Collected data:

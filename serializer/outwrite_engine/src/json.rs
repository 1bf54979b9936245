//! JSON encoding of [`Value`]s.
//!
//! Records are written as plain objects of their fields; the type name only
//! survives in the native format.

use outwrite_value::{Mapping, Value};
use serde::{
    ser::{SerializeMap, SerializeSeq},
    Serialize, Serializer,
};

use crate::Options;

struct Json<'a> {
    value: &'a Value,
    force_object: bool,
}

impl<'a> Json<'a> {
    const fn nested(&self, value: &'a Value) -> Self {
        Self { value, force_object: self.force_object }
    }

    fn serialize_entries<S: Serializer>(
        &self,
        entries: &'a Mapping,
        serializer: S,
    ) -> Result<S::Ok, S::Error> {
        let mut map = serializer.serialize_map(Some(entries.len()))?;
        for (key, value) in entries {
            map.serialize_entry(key, &self.nested(value))?;
        }

        map.end()
    }
}

impl Serialize for Json<'_> {
    fn serialize<S: Serializer>(
        &self,
        serializer: S,
    ) -> Result<S::Ok, S::Error> {
        match self.value {
            Value::Bool(value) => serializer.serialize_bool(*value),
            Value::Integer(value) => serializer.serialize_i64(*value),
            Value::Float(value) => serializer.serialize_f64(*value),
            Value::String(value) => serializer.serialize_str(value),

            Value::Sequence(elements) if self.force_object => {
                let mut map = serializer.serialize_map(Some(elements.len()))?;
                for (index, element) in elements.iter().enumerate() {
                    map.serialize_entry(
                        &index.to_string(),
                        &self.nested(element),
                    )?;
                }

                map.end()
            }

            Value::Sequence(elements) => {
                let mut seq = serializer.serialize_seq(Some(elements.len()))?;
                for element in elements {
                    seq.serialize_element(&self.nested(element))?;
                }

                seq.end()
            }

            Value::Mapping(entries) => {
                self.serialize_entries(entries, serializer)
            }
            Value::Record(record) => {
                self.serialize_entries(record.fields(), serializer)
            }
        }
    }
}

pub(crate) fn encode(
    value: &Value,
    options: Options,
) -> Result<String, serde_json::Error> {
    let json =
        Json { value, force_object: options.contains(Options::FORCE_OBJECT) };

    if options.contains(Options::PRETTY_PRINT) {
        serde_json::to_string_pretty(&json)
    } else {
        serde_json::to_string(&json)
    }
}
mod chunk_header_test {
    use super::*;

    #[test]
    fn test_header_round_trip() -> crate::error::Result<()> {
        let header = ChunkHeader {
            typ: super::super::chunk_type::CT_SACK,
            flags: 0,
            value_length: 12,
        };
        let mut buf = bytes::BytesMut::new();
        header.marshal_to(&mut buf)?;
        buf.extend_from_slice(&[0u8; 12]);

        let parsed = ChunkHeader::unmarshal(&buf.freeze())?;
        assert_eq!(parsed.typ, super::super::chunk_type::CT_SACK);
        assert_eq!(parsed.flags, 0);
        assert_eq!(parsed.value_length(), 12);

        Ok(())
    }

    #[test]
    fn test_header_too_small() {
        assert_eq!(
            ChunkHeader::unmarshal(&Bytes::from_static(&[0x00, 0x00])).err(),
            Some(Error::ErrChunkHeaderTooSmall)
        );
    }

    #[test]
    fn test_header_length_past_buffer() {
        // claims 16 bytes, has 8
        let raw = Bytes::from_static(&[0x03, 0x00, 0x00, 0x10, 0x00, 0x00, 0x00, 0x00]);
        assert_eq!(
            ChunkHeader::unmarshal(&raw).err(),
            Some(Error::ErrChunkHeaderInvalidLength)
        );
    }

    #[test]
    fn test_header_length_below_minimum() {
        let raw = Bytes::from_static(&[0x03, 0x00, 0x00, 0x02]);
        assert_eq!(
            ChunkHeader::unmarshal(&raw).err(),
            Some(Error::ErrChunkHeaderInvalidLength)
        );
    }

    #[test]
    fn test_header_padding_must_be_zero() {
        // 4-byte header, no value, followed by non-zero padding
        let raw = Bytes::from_static(&[0x0b, 0x00, 0x00, 0x04, 0xff, 0x00, 0x00, 0x00]);
        assert_eq!(
            ChunkHeader::unmarshal(&raw).err(),
            Some(Error::ErrChunkHeaderPaddingNonZero)
        );
    }
}

mod chunk_payload_data_test {
    use super::*;

    #[test]
    fn test_payload_data_round_trip() -> crate::error::Result<()> {
        let orig = ChunkPayloadData {
            unordered: true,
            beginning_fragment: true,
            ending_fragment: false,
            tsn: 0xfeed_beef,
            stream_identifier: 42,
            stream_sequence_number: 999,
            payload_type: PayloadProtocolIdentifier::Dcep,
            user_data: Bytes::from_static(b"abcdefg"),
            ..Default::default()
        };

        let raw = orig.marshal()?;
        let parsed = ChunkPayloadData::unmarshal(&raw)?;

        assert!(parsed.unordered);
        assert!(parsed.beginning_fragment);
        assert!(!parsed.ending_fragment);
        assert_eq!(parsed.tsn, 0xfeed_beef);
        assert_eq!(parsed.stream_identifier, 42);
        assert_eq!(parsed.stream_sequence_number, 999);
        assert_eq!(parsed.payload_type, PayloadProtocolIdentifier::Dcep);
        assert_eq!(parsed.user_data, Bytes::from_static(b"abcdefg"));
        assert_eq!(parsed.book_size, 7);

        Ok(())
    }

    #[test]
    fn test_payload_data_flags() -> crate::error::Result<()> {
        // single-fragment message sets both B and E
        let orig = ChunkPayloadData {
            beginning_fragment: true,
            ending_fragment: true,
            user_data: Bytes::from_static(&[1]),
            ..Default::default()
        };
        let header = orig.header();
        assert_eq!(
            header.flags,
            PAYLOAD_DATA_BEGINNING_FRAGMENT_BITMASK | PAYLOAD_DATA_ENDING_FRAGMENT_BITMASK
        );

        Ok(())
    }

    #[test]
    fn test_ppid_mapping() {
        assert_eq!(
            PayloadProtocolIdentifier::from(50),
            PayloadProtocolIdentifier::Dcep
        );
        assert_eq!(
            PayloadProtocolIdentifier::from(51),
            PayloadProtocolIdentifier::String
        );
        assert_eq!(
            PayloadProtocolIdentifier::from(53),
            PayloadProtocolIdentifier::Binary
        );
        assert_eq!(
            PayloadProtocolIdentifier::from(56),
            PayloadProtocolIdentifier::StringEmpty
        );
        assert_eq!(
            PayloadProtocolIdentifier::from(57),
            PayloadProtocolIdentifier::BinaryEmpty
        );
        assert_eq!(
            PayloadProtocolIdentifier::from(12345),
            PayloadProtocolIdentifier::Unknown
        );
    }
}

mod chunk_init_test {
    use super::*;

    #[test]
    fn test_init_round_trip() -> crate::error::Result<()> {
        let mut orig = ChunkInit {
            is_ack: false,
            initiate_tag: 0x1234_5678,
            advertised_receiver_window_credit: 128 * 1024,
            num_outbound_streams: 1024,
            num_inbound_streams: 2048,
            initial_tsn: 0xdead_beef,
            params: vec![],
        };
        orig.set_supported_extensions();

        let raw = orig.marshal()?;
        let parsed = ChunkInit::unmarshal(&raw)?;

        assert!(!parsed.is_ack);
        assert_eq!(parsed.initiate_tag, 0x1234_5678);
        assert_eq!(parsed.advertised_receiver_window_credit, 128 * 1024);
        assert_eq!(parsed.num_outbound_streams, 1024);
        assert_eq!(parsed.num_inbound_streams, 2048);
        assert_eq!(parsed.initial_tsn, 0xdead_beef);
        assert_eq!(parsed.params.len(), 1);
        assert!(matches!(parsed.params[0], Param::SupportedExtensions(_)));

        Ok(())
    }

    #[test]
    fn test_init_ack_round_trip_with_cookie() -> crate::error::Result<()> {
        let mut orig = ChunkInit {
            is_ack: true,
            initiate_tag: 1,
            advertised_receiver_window_credit: 1500,
            num_outbound_streams: 1,
            num_inbound_streams: 1,
            initial_tsn: 100,
            params: vec![Param::StateCookie(ParamStateCookie {
                cookie: Bytes::from_static(&[0xabu8; 24]),
            })],
        };
        orig.set_supported_extensions();

        let raw = orig.marshal()?;
        let parsed = ChunkInit::unmarshal(&raw)?;

        assert!(parsed.is_ack);
        assert_eq!(parsed.params.len(), 2);
        match &parsed.params[0] {
            Param::StateCookie(c) => assert_eq!(c.cookie, Bytes::from_static(&[0xabu8; 24])),
            other => panic!("expected state cookie, got {other}"),
        }

        // re-marshal is byte-identical, padding included
        assert_eq!(parsed.marshal()?, raw);

        Ok(())
    }

    #[test]
    fn test_init_check() {
        let valid = ChunkInit {
            initiate_tag: 1,
            advertised_receiver_window_credit: 1500,
            num_outbound_streams: 1,
            num_inbound_streams: 1,
            initial_tsn: 0,
            ..Default::default()
        };
        assert!(valid.check().is_ok());

        let zero_tag = ChunkInit {
            initiate_tag: 0,
            ..valid.clone()
        };
        assert_eq!(
            zero_tag.check().err(),
            Some(Error::ErrChunkTypeInitInitiateTagZero)
        );

        let zero_streams = ChunkInit {
            num_outbound_streams: 0,
            ..valid.clone()
        };
        assert_eq!(
            zero_streams.check().err(),
            Some(Error::ErrInitOutboundStreamRequestZero)
        );

        let small_rwnd = ChunkInit {
            advertised_receiver_window_credit: 1499,
            ..valid
        };
        assert_eq!(
            small_rwnd.check().err(),
            Some(Error::ErrInitAdvertisedReceiver1500)
        );
    }
}
use std::fmt;

use bytes::{Buf, BufMut, Bytes, BytesMut};

use super::param_header::*;
use super::param_type::*;
use super::*;
use crate::chunk::chunk_type::ChunkType;

/// Supported Extensions parameter (RFC 5061 Sec 4.2.7): the chunk types
/// beyond RFC 4960 that the sender understands. This engine announces
/// RECONFIG and FORWARD-TSN.
#[derive(Default, Debug, Clone, PartialEq)]
pub(crate) struct ParamSupportedExtensions {
    pub(crate) chunk_types: Vec<ChunkType>,
}

impl fmt::Display for ParamSupportedExtensions {
    fn fmt(&self, f: &mut fmt::Formatter<'_>) -> fmt::Result {
        write!(
            f,
            "{} {}",
            self.header(),
            self.chunk_types
                .iter()
                .map(|ct| ct.to_string())
                .collect::<Vec<String>>()
                .join(" "),
        )
    }
}

impl ParamBody for ParamSupportedExtensions {
    fn header(&self) -> ParamHeader {
        ParamHeader {
            typ: ParamType::SupportedExt,
            value_length: self.value_length() as u16,
        }
    }

    fn unmarshal(raw: &Bytes) -> Result<Self> {
        let header = ParamHeader::unmarshal(raw)?;

        let reader =
            &mut raw.slice(PARAM_HEADER_LENGTH..PARAM_HEADER_LENGTH + header.value_length());

        let mut chunk_types = vec![];
        while reader.has_remaining() {
            chunk_types.push(ChunkType(reader.get_u8()));
        }

        Ok(ParamSupportedExtensions { chunk_types })
    }

    fn marshal_to(&self, buf: &mut BytesMut) -> Result<usize> {
        self.header().marshal_to(buf)?;
        for ct in &self.chunk_types {
            buf.put_u8(ct.0);
        }
        Ok(buf.len())
    }

    fn value_length(&self) -> usize {
        self.chunk_types.len()
    }
}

**EXERCISE PROMPT:**
Your answer should be the lines of the records that hold the string "BytesMut".

**SOLUTION TO THIS EXERCISE:**
        let mut buf = bytes::BytesMut::new();
use bytes::{Buf, BufMut, Bytes, BytesMut};
    fn marshal_to(&self, buf: &mut BytesMut) -> Result<usize> {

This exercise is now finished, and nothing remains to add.